Charlie Gittins vows to use DOJ memos to challenge Abu Ghraib court-martial conviction

Friday's WaPo included this interesting article in which Charlie Gittins, counsel for Charles Graner, indicated his intent to use the recently released DOJ memoranda on harsh interrogation techniques to "convince the Court of Appeals for the Armed Forces that top officials improperly influenced [Graner's court-martial] and kept evidence from the defense."

Graner's supp is due at CAAF on Monday. See United States v. Graner, __ M.J. ___, No. 09-0432/AR (C.A.A.F. March 25, 2009) (order).

6 comments:

Anonymous said...

CAAF will be all over this one. A guaranteed grant. CAAF loves any and all cases playing in the media circus. Put Abu Ghraib, Al Qaeda, torture, or Aviano in your subject line, and it is grant-city.

Anonymous said...

When it comes to crafting grant-worthy issues, Gittens is the maestro.

Anonymous said...

Still...Graner is a psychopath. Sure the wild west mentality of Iraq back then afforded him the opportunity to do these things, but he was doing it because he got his rocks off doing it.

Anonymous said...

His lawyer should have taken a plea deal.

Anonymous said...

This could get interesting. Given the current admin's willingness to release documents that harm mid-ranking officers and officals, the meme could change big here.
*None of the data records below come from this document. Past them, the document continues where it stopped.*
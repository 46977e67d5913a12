//! Browser-driven `RemoteSignatureValidator`.
//!
//! Per document: stage the bytes in a private temp directory, open a fresh
//! session, upload through the page's file input, then poll the results
//! container until a marker-bearing read is repeated unchanged twice. If the page
//! never settles, one grace read is taken and the record is flagged as
//! degraded. The session is closed on every exit path.

use crate::adapters::validator::{AutomationSession, RemoteSignatureValidator, SessionFactory};
use crate::domain::validation::{DocumentInput, RecordHeader, ValidationRecord};
use crate::infra::config::{MarkerConfig, ValidatorConfig};
use crate::infra::error::{ValidationError, ValidationResult};
use crate::services::result_extractor::ResultExtractor;
use crate::services::stability::{
    poll_until_stable, PollOutcome, StabilityPolicy, StabilitySampler,
};
use async_trait::async_trait;
use std::path::{Path, PathBuf};
use tempfile::TempDir;
use tokio_util::sync::CancellationToken;

const FALLBACK_UPLOAD_NAME: &str = "document.pdf";

pub struct BrowserSignatureValidator<F> {
    factory: F,
    config: ValidatorConfig,
    markers: MarkerConfig,
    extractor: ResultExtractor,
}

impl<F: SessionFactory> BrowserSignatureValidator<F> {
    pub fn new(
        factory: F,
        config: ValidatorConfig,
        markers: MarkerConfig,
    ) -> ValidationResult<Self> {
        let extractor = ResultExtractor::new(&markers)?;
        Ok(Self {
            factory,
            config,
            markers,
            extractor,
        })
    }

    #[must_use]
    pub fn factory(&self) -> &F {
        &self.factory
    }

    /// Consume the validator, returning the factory (e.g. to shut it down).
    pub fn into_factory(self) -> F {
        self.factory
    }

    fn stability_policy(&self) -> StabilityPolicy {
        StabilityPolicy::new(
            self.config.poll_interval(),
            self.config.stable_samples,
            self.config.max_wait(),
        )
    }

    async fn drive(
        &self,
        session: &mut Box<dyn AutomationSession>,
        header: RecordHeader,
        upload: &Path,
        cancel: &CancellationToken,
    ) -> ValidationResult<ValidationRecord> {
        session.navigate(&self.config.validation_url).await?;
        session
            .upload(&self.markers.file_input_selector, upload)
            .await?;

        let mut sampler = MarkupSampler {
            session,
            container: &self.markers.results_container_selector,
            extractor: &self.extractor,
        };
        match poll_until_stable(&mut sampler, &self.stability_policy(), cancel).await {
            PollOutcome::Stable(markup) => Ok(self.extractor.extract(&markup, header)),
            PollOutcome::Cancelled => Err(ValidationError::Timeout(
                "cancelled while waiting for results".to_string(),
            )),
            PollOutcome::TimedOut { last } => {
                tokio::select! {
                    () = cancel.cancelled() => {
                        return Err(ValidationError::Timeout(
                            "cancelled during grace delay".to_string(),
                        ));
                    }
                    () = tokio::time::sleep(self.config.grace_delay()) => {}
                }

                let grace = sampler.read_container().await;
                let markup = grace.or(last).ok_or_else(|| {
                    ValidationError::Timeout(format!(
                        "results container never appeared within {}s",
                        self.config.max_wait_secs
                    ))
                })?;
                log::warn!(
                    "Results for {} did not stabilize; using grace read",
                    header.filename
                );
                let mut record = self.extractor.extract(&markup, header);
                record.mark_degraded(&format!(
                    "results did not stabilize within {}s",
                    self.config.max_wait_secs
                ));
                Ok(record)
            }
        }
    }
}

#[async_trait]
impl<F: SessionFactory> RemoteSignatureValidator for BrowserSignatureValidator<F> {
    fn name(&self) -> &'static str {
        "browser"
    }

    async fn validate(
        &self,
        document: &DocumentInput,
        cancel: &CancellationToken,
    ) -> ValidationResult<ValidationRecord> {
        let header = document.header();
        log::info!(
            "Validating {} ({} bytes)",
            header.filename,
            header.size_bytes
        );

        let staged = StagedUpload::write(document)?;
        let mut guard = SessionGuard::new(self.factory.open_session().await?);
        let result = self
            .drive(guard.session()?, header, staged.path(), cancel)
            .await;
        guard.release().await;

        if let Ok(record) = &result {
            log::info!(
                "{}: {} (score {})",
                record.filename,
                record.final_verdict,
                record.score
            );
        }
        result
    }
}

/// Reads the results container and reports it only once all markers show.
struct MarkupSampler<'a> {
    session: &'a mut Box<dyn AutomationSession>,
    container: &'a str,
    extractor: &'a ResultExtractor,
}

impl MarkupSampler<'_> {
    async fn read_container(&mut self) -> Option<String> {
        match self.session.results_markup(self.container).await {
            Ok(markup) => markup,
            Err(e) => {
                log::warn!("Reading results container failed: {e}");
                None
            }
        }
    }
}

#[async_trait]
impl<'a> StabilitySampler for MarkupSampler<'a> {
    type Output = String;

    async fn sample(&mut self) -> Option<String> {
        let markup = self.read_container().await?;
        self.extractor.markers_present(&markup).then_some(markup)
    }
}

/// Closes the session when released, or in the background if dropped early
/// (timeout or cancellation of the owning future).
struct SessionGuard {
    session: Option<Box<dyn AutomationSession>>,
}

impl SessionGuard {
    fn new(session: Box<dyn AutomationSession>) -> Self {
        Self {
            session: Some(session),
        }
    }

    fn session(&mut self) -> ValidationResult<&mut Box<dyn AutomationSession>> {
        self.session.as_mut().ok_or_else(|| {
            ValidationError::AutomationFailure("session already released".to_string())
        })
    }

    async fn release(mut self) {
        if let Some(session) = self.session.take() {
            if let Err(e) = session.close().await {
                log::warn!("Failed to close automation session: {e}");
            }
        }
    }
}

impl Drop for SessionGuard {
    fn drop(&mut self) {
        let Some(session) = self.session.take() else {
            return;
        };
        match tokio::runtime::Handle::try_current() {
            Ok(handle) => {
                log::debug!("Closing abandoned automation session");
                handle.spawn(async move {
                    if let Err(e) = session.close().await {
                        log::warn!("Failed to close abandoned session: {e}");
                    }
                });
            }
            Err(_) => log::warn!("No runtime available to close automation session"),
        }
    }
}

/// The document written under its own (sanitized) name in a private temp
/// directory, removed on drop.
struct StagedUpload {
    _dir: TempDir,
    path: PathBuf,
}

impl StagedUpload {
    fn write(document: &DocumentInput) -> ValidationResult<Self> {
        let dir = tempfile::Builder::new()
            .prefix("pdf-trust-upload-")
            .tempdir()
            .map_err(|e| {
                ValidationError::AutomationFailure(format!(
                    "Failed to create upload directory: {e}"
                ))
            })?;
        let path = dir.path().join(sanitize_filename(&document.filename));
        std::fs::write(&path, &document.bytes).map_err(|e| {
            ValidationError::AutomationFailure(format!("Failed to stage upload: {e}"))
        })?;
        Ok(Self { _dir: dir, path })
    }

    fn path(&self) -> &Path {
        &self.path
    }
}

/// Keep the last path component with a conservative character set.
fn sanitize_filename(name: &str) -> String {
    let base = name.rsplit(['/', '\\']).next().unwrap_or_default();
    let cleaned: String = base
        .chars()
        .map(|c| {
            if c.is_ascii_alphanumeric() || matches!(c, '.' | '-' | '_') {
                c
            } else {
                '_'
            }
        })
        .collect();
    let cleaned = cleaned.trim_start_matches('.');
    if cleaned.is_empty() {
        FALLBACK_UPLOAD_NAME.to_string()
    } else {
        cleaned.to_string()
    }
}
These guys were convicted on a story of "the girl general didn't lead and they started being mean on their own."

A decent civvie DC, given free reign to call witnesses and present evidence, could change that to "the girl general wasn't leading, and these low ranking enlisted followed the orders of intel officers and the directives of CIA officers. How were they to know that military and civvie officers of the United States government were ordering them to commit crimes?"

Anonymous said...

having been in AG shortly after this incident, that will be tough to do. I am sure that the headlines would love it, but I don't think it accurately reflects the facts and circumstances.

The "good order and discipline" was severely lacking, there was no process for tracking the detainees or interrogating them, SEALs and Brit SpecOps would come in under the cloak of darkness, pick folks up, drop folks off, interrogate, and be gone by sunrise.

Plus, Graner, from what I understand, was sending emails home to his son bragging about all of the cool "shit" he was able to do (and attached the JPEGs to prove it).